#### [Aim of the task]
Using the records below, copy every line that holds the string "SongbirdGate".

(Saved entries)

---------------

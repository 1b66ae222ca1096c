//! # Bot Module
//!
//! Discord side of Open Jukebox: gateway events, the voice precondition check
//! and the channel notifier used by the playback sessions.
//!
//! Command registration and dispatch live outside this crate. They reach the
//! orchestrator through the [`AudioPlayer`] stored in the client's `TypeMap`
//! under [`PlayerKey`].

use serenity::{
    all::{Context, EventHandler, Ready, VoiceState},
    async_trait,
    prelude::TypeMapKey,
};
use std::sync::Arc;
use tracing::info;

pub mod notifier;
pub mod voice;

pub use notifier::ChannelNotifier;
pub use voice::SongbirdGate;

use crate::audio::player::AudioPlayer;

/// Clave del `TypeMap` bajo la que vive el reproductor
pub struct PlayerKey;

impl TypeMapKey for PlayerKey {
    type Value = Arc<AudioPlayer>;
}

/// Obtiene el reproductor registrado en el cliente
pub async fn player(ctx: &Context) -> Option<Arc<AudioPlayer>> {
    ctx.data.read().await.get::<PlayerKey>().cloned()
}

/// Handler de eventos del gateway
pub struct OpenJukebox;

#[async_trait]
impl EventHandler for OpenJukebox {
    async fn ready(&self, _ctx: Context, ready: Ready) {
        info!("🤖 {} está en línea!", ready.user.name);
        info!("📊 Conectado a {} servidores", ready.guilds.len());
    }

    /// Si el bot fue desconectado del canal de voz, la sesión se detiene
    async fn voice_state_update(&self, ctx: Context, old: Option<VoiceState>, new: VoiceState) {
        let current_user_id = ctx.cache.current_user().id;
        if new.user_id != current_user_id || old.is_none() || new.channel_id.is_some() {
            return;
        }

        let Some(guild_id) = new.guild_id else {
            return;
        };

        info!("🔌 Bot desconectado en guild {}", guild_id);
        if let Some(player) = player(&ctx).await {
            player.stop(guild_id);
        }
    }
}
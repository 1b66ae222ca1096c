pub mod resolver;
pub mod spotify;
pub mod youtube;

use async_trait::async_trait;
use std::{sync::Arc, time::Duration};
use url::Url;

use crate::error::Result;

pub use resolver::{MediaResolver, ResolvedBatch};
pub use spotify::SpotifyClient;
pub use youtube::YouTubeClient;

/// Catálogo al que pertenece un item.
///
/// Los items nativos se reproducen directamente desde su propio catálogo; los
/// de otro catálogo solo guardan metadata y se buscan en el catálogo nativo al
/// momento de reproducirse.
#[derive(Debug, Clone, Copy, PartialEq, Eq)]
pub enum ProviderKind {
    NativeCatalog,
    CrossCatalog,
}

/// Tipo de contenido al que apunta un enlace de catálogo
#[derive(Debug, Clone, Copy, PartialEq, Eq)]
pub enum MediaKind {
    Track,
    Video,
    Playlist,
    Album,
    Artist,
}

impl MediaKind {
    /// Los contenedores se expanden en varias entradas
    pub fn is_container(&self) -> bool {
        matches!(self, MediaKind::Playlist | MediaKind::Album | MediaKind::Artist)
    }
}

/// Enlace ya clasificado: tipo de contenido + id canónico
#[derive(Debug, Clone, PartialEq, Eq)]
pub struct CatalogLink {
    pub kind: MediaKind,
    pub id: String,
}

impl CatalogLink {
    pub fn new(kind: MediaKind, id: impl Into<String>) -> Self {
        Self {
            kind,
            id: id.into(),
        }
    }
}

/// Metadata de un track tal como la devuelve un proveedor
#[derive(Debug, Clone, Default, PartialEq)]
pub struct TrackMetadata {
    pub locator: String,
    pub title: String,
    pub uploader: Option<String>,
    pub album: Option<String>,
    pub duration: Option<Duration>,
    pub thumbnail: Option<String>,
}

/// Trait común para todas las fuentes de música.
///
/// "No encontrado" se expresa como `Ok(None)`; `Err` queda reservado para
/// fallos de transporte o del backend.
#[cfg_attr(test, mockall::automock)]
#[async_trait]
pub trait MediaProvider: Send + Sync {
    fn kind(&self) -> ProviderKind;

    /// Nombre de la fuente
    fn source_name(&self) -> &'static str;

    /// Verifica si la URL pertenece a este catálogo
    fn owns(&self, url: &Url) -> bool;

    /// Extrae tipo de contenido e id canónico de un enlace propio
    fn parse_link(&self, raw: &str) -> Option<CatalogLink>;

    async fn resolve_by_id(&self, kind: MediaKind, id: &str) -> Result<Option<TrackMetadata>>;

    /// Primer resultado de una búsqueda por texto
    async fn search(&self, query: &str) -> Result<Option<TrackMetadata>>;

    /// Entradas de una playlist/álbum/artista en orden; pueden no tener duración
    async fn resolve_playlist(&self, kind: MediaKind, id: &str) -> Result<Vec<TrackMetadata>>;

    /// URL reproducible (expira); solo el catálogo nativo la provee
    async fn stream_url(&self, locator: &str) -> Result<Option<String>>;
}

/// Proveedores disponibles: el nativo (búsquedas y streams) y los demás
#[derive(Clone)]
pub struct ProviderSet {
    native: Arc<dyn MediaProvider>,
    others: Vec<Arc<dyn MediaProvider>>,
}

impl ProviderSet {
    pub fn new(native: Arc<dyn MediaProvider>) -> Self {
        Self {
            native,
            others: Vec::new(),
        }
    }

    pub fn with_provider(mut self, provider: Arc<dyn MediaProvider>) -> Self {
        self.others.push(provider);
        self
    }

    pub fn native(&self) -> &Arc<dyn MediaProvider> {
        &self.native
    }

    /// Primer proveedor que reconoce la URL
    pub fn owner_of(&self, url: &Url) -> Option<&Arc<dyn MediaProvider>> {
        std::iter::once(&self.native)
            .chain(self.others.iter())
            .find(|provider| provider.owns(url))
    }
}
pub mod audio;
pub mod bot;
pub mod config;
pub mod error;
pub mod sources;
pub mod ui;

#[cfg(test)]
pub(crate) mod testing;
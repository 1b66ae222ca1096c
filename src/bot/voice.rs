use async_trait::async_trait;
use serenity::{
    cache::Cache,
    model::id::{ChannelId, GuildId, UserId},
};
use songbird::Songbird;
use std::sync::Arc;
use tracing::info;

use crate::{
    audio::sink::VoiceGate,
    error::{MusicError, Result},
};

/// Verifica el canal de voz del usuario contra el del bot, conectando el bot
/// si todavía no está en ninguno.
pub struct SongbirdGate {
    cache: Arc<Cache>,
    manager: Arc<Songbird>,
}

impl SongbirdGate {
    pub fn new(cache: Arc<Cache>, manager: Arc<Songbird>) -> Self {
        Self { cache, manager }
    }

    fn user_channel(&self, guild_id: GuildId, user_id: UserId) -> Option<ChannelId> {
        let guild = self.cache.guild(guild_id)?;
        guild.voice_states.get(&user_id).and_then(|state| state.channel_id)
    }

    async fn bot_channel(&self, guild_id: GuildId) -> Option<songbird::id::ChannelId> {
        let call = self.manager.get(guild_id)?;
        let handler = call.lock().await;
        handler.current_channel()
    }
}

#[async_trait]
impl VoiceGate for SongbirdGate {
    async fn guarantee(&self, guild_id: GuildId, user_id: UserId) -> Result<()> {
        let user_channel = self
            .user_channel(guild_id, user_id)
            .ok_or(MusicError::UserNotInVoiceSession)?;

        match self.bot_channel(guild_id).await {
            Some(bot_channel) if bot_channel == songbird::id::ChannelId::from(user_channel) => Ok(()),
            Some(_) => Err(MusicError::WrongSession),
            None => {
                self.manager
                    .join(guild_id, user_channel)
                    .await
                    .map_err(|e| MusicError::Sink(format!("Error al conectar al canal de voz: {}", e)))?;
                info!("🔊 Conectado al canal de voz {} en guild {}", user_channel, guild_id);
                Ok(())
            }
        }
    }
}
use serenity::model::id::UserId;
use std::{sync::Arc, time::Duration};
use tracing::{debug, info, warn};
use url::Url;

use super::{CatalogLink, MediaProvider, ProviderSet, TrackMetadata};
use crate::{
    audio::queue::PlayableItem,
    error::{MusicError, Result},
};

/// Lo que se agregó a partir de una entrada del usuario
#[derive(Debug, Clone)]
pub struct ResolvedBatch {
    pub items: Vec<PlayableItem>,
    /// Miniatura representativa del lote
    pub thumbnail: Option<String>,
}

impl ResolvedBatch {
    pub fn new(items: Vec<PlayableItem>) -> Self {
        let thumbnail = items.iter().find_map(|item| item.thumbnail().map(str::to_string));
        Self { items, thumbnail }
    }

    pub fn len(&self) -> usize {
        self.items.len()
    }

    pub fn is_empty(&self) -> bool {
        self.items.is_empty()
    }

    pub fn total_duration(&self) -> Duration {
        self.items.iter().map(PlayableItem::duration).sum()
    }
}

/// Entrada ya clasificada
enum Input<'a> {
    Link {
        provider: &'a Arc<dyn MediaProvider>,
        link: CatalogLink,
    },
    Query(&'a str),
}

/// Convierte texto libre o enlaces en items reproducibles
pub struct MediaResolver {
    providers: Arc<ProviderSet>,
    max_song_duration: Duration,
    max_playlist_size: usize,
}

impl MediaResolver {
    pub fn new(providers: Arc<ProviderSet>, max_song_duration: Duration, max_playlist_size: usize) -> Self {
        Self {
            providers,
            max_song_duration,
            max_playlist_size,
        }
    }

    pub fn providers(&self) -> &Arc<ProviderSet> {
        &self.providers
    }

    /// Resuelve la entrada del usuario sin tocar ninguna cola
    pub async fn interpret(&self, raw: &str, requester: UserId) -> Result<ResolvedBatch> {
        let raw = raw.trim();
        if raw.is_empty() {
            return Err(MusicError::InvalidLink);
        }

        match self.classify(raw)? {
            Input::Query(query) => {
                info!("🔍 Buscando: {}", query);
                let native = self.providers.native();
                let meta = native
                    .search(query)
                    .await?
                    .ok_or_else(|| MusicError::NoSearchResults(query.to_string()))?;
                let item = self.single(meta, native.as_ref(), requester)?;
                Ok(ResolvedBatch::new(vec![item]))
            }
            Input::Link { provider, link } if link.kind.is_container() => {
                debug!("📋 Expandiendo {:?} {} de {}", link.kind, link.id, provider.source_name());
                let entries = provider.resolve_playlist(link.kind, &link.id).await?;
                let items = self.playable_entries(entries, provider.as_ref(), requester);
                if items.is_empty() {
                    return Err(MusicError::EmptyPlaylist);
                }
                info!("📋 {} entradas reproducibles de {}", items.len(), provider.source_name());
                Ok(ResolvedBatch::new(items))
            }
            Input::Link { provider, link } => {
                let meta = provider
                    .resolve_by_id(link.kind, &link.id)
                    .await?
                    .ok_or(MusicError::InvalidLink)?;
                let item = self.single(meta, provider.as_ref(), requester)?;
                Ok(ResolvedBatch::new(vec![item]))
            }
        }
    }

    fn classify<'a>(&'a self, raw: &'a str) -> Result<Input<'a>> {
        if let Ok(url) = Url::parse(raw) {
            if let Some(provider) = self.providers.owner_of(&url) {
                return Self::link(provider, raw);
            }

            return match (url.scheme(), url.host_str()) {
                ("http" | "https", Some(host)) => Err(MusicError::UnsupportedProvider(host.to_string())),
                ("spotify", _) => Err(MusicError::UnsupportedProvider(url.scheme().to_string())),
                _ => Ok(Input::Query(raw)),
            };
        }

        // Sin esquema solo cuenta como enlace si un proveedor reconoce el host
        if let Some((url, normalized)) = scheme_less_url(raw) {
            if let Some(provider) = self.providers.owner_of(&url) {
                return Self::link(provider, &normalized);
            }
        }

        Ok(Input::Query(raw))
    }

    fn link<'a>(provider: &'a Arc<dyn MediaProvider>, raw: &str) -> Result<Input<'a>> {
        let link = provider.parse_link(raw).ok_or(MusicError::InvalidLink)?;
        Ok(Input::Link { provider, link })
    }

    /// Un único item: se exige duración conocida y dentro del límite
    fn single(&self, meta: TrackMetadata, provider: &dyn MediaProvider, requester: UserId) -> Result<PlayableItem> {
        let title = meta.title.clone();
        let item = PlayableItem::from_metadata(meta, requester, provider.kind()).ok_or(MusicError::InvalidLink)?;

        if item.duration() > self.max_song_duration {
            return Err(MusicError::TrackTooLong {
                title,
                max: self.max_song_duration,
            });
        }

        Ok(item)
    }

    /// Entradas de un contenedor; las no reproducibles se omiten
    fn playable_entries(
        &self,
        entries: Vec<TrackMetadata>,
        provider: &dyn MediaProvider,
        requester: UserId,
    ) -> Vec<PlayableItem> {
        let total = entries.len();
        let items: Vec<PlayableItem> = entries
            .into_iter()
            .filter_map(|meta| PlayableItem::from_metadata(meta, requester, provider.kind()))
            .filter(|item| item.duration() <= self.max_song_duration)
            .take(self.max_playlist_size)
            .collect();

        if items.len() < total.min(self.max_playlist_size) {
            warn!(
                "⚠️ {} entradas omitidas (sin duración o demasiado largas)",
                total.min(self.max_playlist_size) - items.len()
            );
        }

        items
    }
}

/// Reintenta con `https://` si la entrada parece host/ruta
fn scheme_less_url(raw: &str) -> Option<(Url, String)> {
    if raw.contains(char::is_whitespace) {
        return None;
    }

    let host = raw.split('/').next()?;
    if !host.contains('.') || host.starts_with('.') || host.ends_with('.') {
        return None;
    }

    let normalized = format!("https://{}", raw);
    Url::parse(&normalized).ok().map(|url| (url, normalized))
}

---------------

#### [Answer section]
pub use voice::SongbirdGate;
pub struct SongbirdGate {
impl SongbirdGate {
impl VoiceGate for SongbirdGate {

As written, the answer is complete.